_What to produce_: Pick out the lines below with "Cancelled" and list them.

Entries taken from a collection
-- Opening Marker --
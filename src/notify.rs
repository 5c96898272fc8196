use log::info;
use rfd::{MessageButtons, MessageDialog, MessageDialogResult, MessageLevel};

const TITLE: &str = "Batch Excel";

/// User-facing messages raised while a batch runs.
pub trait Notifier {
    fn warn(&self, message: &str);
    /// Ask before writing. `false` aborts the run.
    fn confirm(&self, message: &str) -> bool;
    fn info(&self, message: &str);
}

/// Headless runs: every question is answered yes.
///
/// Warnings are dropped; the error behind them is logged once by `main`.
pub struct Silent;

impl Notifier for Silent {
    fn warn(&self, _message: &str) {}

    fn confirm(&self, _message: &str) -> bool {
        true
    }

    fn info(&self, message: &str) {
        info!("{}", message);
    }
}

/// Native message boxes.
pub struct Dialog;

impl Dialog {
    fn show(level: MessageLevel, buttons: MessageButtons, message: &str) -> MessageDialogResult {
        MessageDialog::new()
            .set_title(TITLE)
            .set_level(level)
            .set_buttons(buttons)
            .set_description(message)
            .show()
    }
}

impl Notifier for Dialog {
    fn warn(&self, message: &str) {
        Dialog::show(MessageLevel::Warning, MessageButtons::Ok, message);
    }

    fn confirm(&self, message: &str) -> bool {
        matches!(
            Dialog::show(MessageLevel::Info, MessageButtons::YesNo, message),
            MessageDialogResult::Yes
        )
    }

    fn info(&self, message: &str) {
        info!("{}", message);
        Dialog::show(MessageLevel::Info, MessageButtons::Ok, message);
    }
}
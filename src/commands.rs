use crate::cli::Args;
use crate::config::{self, Resolved, Settings, StartupContext};
use crate::error::{BatchError, Result};
use crate::notify::{Dialog, Notifier, Silent};
use crate::parser::Parser;
use crate::spreadsheet::{Rect, Workbook};
use log::info;
use std::fs;
use std::path::{Path, PathBuf};

const PREVIEW_CHARS: usize = 100;

/// How a run ended, when it did not fail.
#[derive(Debug, PartialEq)]
pub enum Outcome {
    Written { cells: usize, path: PathBuf },
    Cancelled,
    TemplateCreated(PathBuf),
}

pub fn notifier_for(tip: bool) -> Box<dyn Notifier> {
    if tip {
        Box::new(Dialog)
    } else {
        Box::new(Silent)
    }
}

/// Resolve the configuration and run one batch.
///
/// User-facing failures are reported through a warning dialog first when the
/// prompt is on; the error is still returned.
pub fn handle_commands(args: &Args, ctx: &StartupContext) -> Result<Outcome> {
    handle_with(args, ctx, &notifier_for)
}

fn handle_with(
    args: &Args,
    ctx: &StartupContext,
    make_notifier: &dyn Fn(bool) -> Box<dyn Notifier>,
) -> Result<Outcome> {
    let settings = match config::resolve(args, ctx) {
        Ok(Resolved::Run(settings)) => settings,
        Ok(Resolved::TemplateOnly(path)) => {
            make_notifier(args.tip).info(&format!(
                "Configuration template created: {}",
                path.display()
            ));
            return Ok(Outcome::TemplateCreated(path));
        }
        Err(e) => return Err(report(e, make_notifier(args.tip).as_ref())),
    };

    let notifier = make_notifier(settings.tip);
    run(&settings, notifier.as_ref()).map_err(|e| report(e, notifier.as_ref()))
}

fn report(e: BatchError, notifier: &dyn Notifier) -> BatchError {
    if e.is_user_facing() {
        notifier.warn(&e.to_string());
    }
    e
}

/// Load, resolve both corners, confirm, write and save.
///
/// Nothing touches the filesystem until every step before the save succeeded.
pub fn run(settings: &Settings, notifier: &dyn Notifier) -> Result<Outcome> {
    if settings.content.is_empty() {
        return Err(BatchError::EmptyContent);
    }
    let mut workbook = Workbook::open(&settings.path)?;
    let (max_row, max_col) = workbook.bounds();
    let start = Parser::resolve(&settings.start, max_row, max_col)?;
    let end = Parser::resolve(&settings.end, max_row, max_col)?;
    let rect = Rect::spanning(start, end);
    info!(
        "{}: start {:?} end {:?} -> {} (sheet bounds {}x{})",
        settings.path.display(),
        start,
        end,
        rect,
        max_row,
        max_col
    );

    let question = format!(
        "Write into the non-empty cells of {} ({} rows x {} columns) in {}?\n\nContent: {}",
        rect,
        rect.rows(),
        rect.cols(),
        settings.path.display(),
        preview(&settings.content)
    );
    if !notifier.confirm(&question) {
        notifier.info("Cancelled, the workbook was not modified.");
        return Ok(Outcome::Cancelled);
    }

    let cells = workbook.write_range(rect, &settings.content)?;

    let target = if settings.copy {
        copy_file(&settings.path)?
    } else {
        settings.path.clone()
    };
    workbook.save(&target)?;

    notifier.info(&format!("{} cells updated in {}", cells, target.display()));
    Ok(Outcome::Written {
        cells,
        path: target,
    })
}

/// `<dir>/<stem>_Copy<.ext>` for `path`.
pub fn copy_path(path: &Path) -> PathBuf {
    let stem = path
        .file_stem()
        .map(|s| s.to_string_lossy().into_owned())
        .unwrap_or_default();
    let name = match path.extension() {
        Some(ext) => format!("{}_Copy.{}", stem, ext.to_string_lossy()),
        None => format!("{}_Copy", stem),
    };
    path.with_file_name(name)
}

/// Duplicate `path` next to itself and return the copy's path.
pub fn copy_file(path: &Path) -> Result<PathBuf> {
    if !path.is_file() {
        return Err(BatchError::MissingFile(path.to_path_buf()));
    }
    let target = copy_path(path);
    fs::copy(path, &target)?;
    Ok(target)
}

fn preview(content: &str) -> String {
    content.chars().take(PREVIEW_CHARS).collect()
}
-- Closing Marker --
_Solution to the exercise_:
    Cancelled,
        notifier.info("Cancelled, the workbook was not modified.");
        return Ok(Outcome::Cancelled);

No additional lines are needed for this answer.